[Task statement]:
Copy each line of the following material that has the string "Always".

--------------------

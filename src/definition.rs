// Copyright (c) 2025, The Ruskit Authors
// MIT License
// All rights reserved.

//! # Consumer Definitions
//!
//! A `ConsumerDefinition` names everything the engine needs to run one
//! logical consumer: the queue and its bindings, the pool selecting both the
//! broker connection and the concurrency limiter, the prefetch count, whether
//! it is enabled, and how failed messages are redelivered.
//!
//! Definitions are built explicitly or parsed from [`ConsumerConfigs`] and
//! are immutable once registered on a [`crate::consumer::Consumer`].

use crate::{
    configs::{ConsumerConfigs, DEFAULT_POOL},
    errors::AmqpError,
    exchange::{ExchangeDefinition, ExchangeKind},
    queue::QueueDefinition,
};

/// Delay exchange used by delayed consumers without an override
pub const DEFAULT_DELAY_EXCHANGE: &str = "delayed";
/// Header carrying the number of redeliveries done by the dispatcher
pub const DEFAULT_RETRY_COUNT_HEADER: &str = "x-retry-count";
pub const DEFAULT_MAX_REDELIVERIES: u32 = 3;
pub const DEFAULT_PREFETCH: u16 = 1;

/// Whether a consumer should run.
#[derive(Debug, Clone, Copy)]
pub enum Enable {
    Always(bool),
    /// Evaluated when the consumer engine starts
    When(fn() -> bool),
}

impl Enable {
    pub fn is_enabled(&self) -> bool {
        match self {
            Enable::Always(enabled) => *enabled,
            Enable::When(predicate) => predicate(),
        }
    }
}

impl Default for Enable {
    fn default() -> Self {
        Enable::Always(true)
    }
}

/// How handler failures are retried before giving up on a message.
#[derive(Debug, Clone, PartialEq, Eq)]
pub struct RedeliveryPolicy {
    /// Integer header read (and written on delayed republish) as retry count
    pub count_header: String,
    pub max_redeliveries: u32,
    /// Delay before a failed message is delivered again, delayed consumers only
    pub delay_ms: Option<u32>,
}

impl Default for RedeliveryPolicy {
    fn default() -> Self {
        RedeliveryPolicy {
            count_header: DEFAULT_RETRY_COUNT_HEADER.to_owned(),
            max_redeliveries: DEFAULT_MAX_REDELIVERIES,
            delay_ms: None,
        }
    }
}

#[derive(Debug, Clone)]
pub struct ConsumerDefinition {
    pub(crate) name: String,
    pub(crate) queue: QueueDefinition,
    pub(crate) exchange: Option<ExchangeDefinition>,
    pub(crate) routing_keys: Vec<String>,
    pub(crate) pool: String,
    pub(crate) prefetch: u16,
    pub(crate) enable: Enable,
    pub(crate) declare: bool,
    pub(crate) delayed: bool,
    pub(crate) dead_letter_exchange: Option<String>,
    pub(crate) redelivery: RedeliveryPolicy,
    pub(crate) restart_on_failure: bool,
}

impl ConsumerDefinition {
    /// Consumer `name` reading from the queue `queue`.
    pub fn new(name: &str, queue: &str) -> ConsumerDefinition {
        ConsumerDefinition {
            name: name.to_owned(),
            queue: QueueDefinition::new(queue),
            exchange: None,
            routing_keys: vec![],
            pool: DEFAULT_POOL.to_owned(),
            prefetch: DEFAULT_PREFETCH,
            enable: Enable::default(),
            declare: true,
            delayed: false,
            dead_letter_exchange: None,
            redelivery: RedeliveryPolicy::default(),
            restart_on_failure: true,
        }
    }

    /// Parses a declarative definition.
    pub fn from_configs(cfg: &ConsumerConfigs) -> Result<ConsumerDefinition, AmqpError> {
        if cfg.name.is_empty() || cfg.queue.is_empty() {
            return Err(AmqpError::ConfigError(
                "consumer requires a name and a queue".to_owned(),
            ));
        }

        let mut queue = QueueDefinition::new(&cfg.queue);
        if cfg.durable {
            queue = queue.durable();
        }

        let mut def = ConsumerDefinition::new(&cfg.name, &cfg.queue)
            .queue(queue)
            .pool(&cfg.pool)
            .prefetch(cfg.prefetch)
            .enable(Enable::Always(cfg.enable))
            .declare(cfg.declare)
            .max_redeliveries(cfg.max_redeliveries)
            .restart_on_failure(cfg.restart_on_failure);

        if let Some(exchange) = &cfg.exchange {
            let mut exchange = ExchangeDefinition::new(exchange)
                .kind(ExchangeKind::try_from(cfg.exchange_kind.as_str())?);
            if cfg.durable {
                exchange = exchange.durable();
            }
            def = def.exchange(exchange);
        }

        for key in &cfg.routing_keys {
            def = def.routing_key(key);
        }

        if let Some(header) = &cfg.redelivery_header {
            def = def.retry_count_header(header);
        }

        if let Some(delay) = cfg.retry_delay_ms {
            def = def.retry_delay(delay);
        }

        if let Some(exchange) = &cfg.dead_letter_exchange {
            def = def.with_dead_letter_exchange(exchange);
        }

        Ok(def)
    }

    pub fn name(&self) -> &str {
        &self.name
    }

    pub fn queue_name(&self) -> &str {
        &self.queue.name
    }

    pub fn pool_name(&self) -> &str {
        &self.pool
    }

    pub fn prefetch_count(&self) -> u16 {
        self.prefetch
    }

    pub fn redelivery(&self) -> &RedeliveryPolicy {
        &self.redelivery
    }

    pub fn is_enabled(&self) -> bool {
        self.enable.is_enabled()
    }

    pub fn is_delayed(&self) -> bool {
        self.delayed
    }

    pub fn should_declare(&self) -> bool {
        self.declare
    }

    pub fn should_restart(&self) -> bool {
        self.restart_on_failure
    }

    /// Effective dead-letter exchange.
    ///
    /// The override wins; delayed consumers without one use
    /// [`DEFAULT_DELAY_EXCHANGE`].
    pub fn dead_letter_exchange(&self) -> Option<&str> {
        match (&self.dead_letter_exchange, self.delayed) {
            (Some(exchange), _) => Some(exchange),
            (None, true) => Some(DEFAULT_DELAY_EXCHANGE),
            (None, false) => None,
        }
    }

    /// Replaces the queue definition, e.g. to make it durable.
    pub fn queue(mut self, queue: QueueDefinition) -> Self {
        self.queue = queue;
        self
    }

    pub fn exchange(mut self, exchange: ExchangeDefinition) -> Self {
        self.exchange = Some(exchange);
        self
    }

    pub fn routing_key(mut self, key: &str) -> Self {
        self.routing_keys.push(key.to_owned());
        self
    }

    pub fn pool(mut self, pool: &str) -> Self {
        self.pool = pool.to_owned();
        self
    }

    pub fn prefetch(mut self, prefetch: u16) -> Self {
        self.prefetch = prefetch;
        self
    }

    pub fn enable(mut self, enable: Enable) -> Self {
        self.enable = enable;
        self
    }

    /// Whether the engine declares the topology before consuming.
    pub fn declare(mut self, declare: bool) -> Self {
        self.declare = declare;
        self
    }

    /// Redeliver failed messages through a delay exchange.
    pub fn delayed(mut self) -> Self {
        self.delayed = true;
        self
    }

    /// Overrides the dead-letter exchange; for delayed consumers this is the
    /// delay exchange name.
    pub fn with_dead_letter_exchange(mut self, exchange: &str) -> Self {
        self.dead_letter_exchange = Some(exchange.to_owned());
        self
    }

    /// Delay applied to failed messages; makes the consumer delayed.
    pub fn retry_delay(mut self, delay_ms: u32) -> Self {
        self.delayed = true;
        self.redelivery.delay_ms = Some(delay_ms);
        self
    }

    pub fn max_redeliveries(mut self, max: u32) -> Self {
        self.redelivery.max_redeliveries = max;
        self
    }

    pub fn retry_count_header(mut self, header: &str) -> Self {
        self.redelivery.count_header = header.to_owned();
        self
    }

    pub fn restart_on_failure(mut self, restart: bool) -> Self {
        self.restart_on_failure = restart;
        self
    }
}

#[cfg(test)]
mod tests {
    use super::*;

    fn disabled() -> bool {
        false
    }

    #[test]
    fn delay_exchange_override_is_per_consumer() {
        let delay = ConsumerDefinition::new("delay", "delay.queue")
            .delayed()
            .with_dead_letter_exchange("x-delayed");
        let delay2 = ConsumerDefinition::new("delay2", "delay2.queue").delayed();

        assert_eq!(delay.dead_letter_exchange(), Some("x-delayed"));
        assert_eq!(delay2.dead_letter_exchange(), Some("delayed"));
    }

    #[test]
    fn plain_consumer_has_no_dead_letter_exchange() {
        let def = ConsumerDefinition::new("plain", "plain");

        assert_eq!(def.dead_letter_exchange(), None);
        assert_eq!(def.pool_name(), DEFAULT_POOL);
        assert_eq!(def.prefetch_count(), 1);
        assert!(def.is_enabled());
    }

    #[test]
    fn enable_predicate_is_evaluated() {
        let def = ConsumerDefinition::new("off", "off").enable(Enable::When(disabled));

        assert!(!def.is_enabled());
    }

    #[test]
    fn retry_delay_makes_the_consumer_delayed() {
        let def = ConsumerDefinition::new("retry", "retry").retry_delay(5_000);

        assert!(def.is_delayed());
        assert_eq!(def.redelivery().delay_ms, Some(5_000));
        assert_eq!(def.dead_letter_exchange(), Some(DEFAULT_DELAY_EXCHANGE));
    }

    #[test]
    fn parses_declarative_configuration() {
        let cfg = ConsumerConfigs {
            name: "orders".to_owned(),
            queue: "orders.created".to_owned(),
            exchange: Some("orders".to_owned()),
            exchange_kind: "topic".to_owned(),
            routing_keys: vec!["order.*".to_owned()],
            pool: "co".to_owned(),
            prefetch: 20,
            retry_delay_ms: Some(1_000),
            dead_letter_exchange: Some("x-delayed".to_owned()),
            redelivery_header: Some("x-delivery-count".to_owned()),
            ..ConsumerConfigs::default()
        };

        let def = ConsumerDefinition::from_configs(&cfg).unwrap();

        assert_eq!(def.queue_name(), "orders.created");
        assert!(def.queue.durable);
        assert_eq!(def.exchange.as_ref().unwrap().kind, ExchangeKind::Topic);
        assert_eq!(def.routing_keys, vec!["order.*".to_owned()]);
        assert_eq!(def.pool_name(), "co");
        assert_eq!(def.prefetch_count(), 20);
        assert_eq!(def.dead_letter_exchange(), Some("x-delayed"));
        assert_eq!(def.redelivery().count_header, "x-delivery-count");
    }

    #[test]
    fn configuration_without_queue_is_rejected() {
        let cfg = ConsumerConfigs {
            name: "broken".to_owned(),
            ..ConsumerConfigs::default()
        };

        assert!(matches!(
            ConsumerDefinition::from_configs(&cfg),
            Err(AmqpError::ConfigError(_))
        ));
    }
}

--------------------

[Output for this exercise]:
    Always(bool),
            Enable::Always(enabled) => *enabled,
        Enable::Always(true)
            .enable(Enable::Always(cfg.enable))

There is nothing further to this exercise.